GIVEN DATA:
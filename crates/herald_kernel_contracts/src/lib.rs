#![forbid(unsafe_code)]

pub mod common;
pub mod payload;
pub mod record;

pub use common::{ContractViolation, SchemaVersion, Validate};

EXERCISE DESCRIPTION: Each entry is to be returned in full, character for character.

EXERCISE RESULT:
filename crates/herald_kernel_contracts/src/lib.rs
#![forbid(unsafe_code)]

pub mod common;
pub mod payload;
pub mod record;

pub use common::{ContractViolation, SchemaVersion, Validate};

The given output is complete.